Thursday, February 24, 2011

36 Ways to Write a Play

Non-dog owners can substitute cats, or rats...but not goldfish.

Stay in the room.
Ignore the dog's pleas for a walk.
Delete your Facebook profile.
Throw your cell phone off the pier (the screen was cracked anyway).
Construct a fortress of solitude, only the dog is allowed in.
Write the beginning.
Write the end.
Connect the dots.
Look up name meanings on the internet and christen your characters according to their personality traits.
Procrastinate to create urgency.
Keep it top secret (when you talk about it, you release the steam).
Promise the dog a walk tomorrow.
Stay in the room.
Let the dishes pile up.
Let your ego inflate until you believe that people actually care about the ridiculous little story you’re telling.
Deflate your ego enough to make it good.
Read your favorite plays.
Read your own stuff to remember what your voice sounds like.
Scour files for bits and pieces of old writing that might save you from having to come up with anything new.
Come up with something new.
Hate it.
Save everything.

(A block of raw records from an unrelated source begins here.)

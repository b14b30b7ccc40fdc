//! COG Validator - checks the layout of a TIFF file from the command line.

use clap::Parser;
use std::process::ExitCode;
use tracing::{debug, error};
use tracing_subscriber::{layer::SubscriberExt, util::SubscriberInitExt};

use cog_validator::{
    config::{Config, OutputFormat},
    validate_cog, FileSource, Report, TiffFile,
};

/// Exit code for invalid command-line configuration (sysexits EX_USAGE).
const EXIT_USAGE: u8 = 64;

fn main() -> ExitCode {
    let config = Config::parse();

    init_logging(&config);

    if let Err(e) = config.validate() {
        error!("Configuration error: {}", e);
        return ExitCode::from(EXIT_USAGE);
    }

    let report = run_check(&config);

    if let Err(e) = print_report(&config, &report) {
        error!("Failed to render report: {}", e);
        return ExitCode::FAILURE;
    }

    ExitCode::from(report.status.exit_code())
}

/// Load, parse and validate the configured file.
fn run_check(config: &Config) -> Report {
    let file_name = config.path.display().to_string();

    let source = if config.mmap {
        FileSource::map(&config.path)
    } else {
        FileSource::open(&config.path)
    };
    let source = match source {
        Ok(source) => source,
        Err(e) => {
            error!("Could not read {}: {}", file_name, e);
            return Report::read_failure(file_name, &e);
        }
    };

    let file = match TiffFile::parse_with_limit(&source, config.max_ifds) {
        Ok(file) => file,
        Err(e) => {
            debug!("Could not parse {}: {}", file_name, e);
            return Report::parse_failure(file_name, &e);
        }
    };

    let result = validate_cog(&file);
    Report::checked(file_name, &file, &result)
}

fn print_report(config: &Config, report: &Report) -> Result<(), serde_json::Error> {
    if config.quiet {
        return Ok(());
    }

    match config.format {
        OutputFormat::Text => println!("{}", report.to_text()),
        OutputFormat::Json => println!("{}", report.to_json()?),
    }

    Ok(())
}

/// Initialize the tracing/logging subsystem.
///
/// Logs go to stderr so JSON on stdout stays parseable.
fn init_logging(config: &Config) {
    tracing_subscriber::registry()
        .with(
            tracing_subscriber::EnvFilter::try_from_default_env()
                .unwrap_or_else(|_| config.log_filter().into()),
        )
        .with(tracing_subscriber::fmt::layer().with_writer(std::io::stderr))
        .init();
}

Even the stuff you hate.
Roll around on the floor and groan.
Look at what you saved, and start to like it.
Get in a fight with your characters.
Let them win.
Learn how to do that neat pen flip thing and do it to calm yourself down.
Stay. In. The. Room.
Talk to yourself.
Talk to the dog in the voices of your characters.
Read poetry.
Write gibberish until your brain can’t take it anymore and imposes order.
Do jumping jacks to combat the jitters.
Ignore the clock.
Look at the clock and get scared.
Sit in a comfy chair and tell yourself you can’t get up because the floor has turned to lava, the only words that will change it back are: “Black out. End of Play.”
Pat the dog sleeping next you. (She’s lava proof.)
Stay in the room.

Lava proof dog awaits walk...under her that's boiling lava.


  1. Also, take a vow of abstinence in case someone yells "Orgy!" in your vicinity.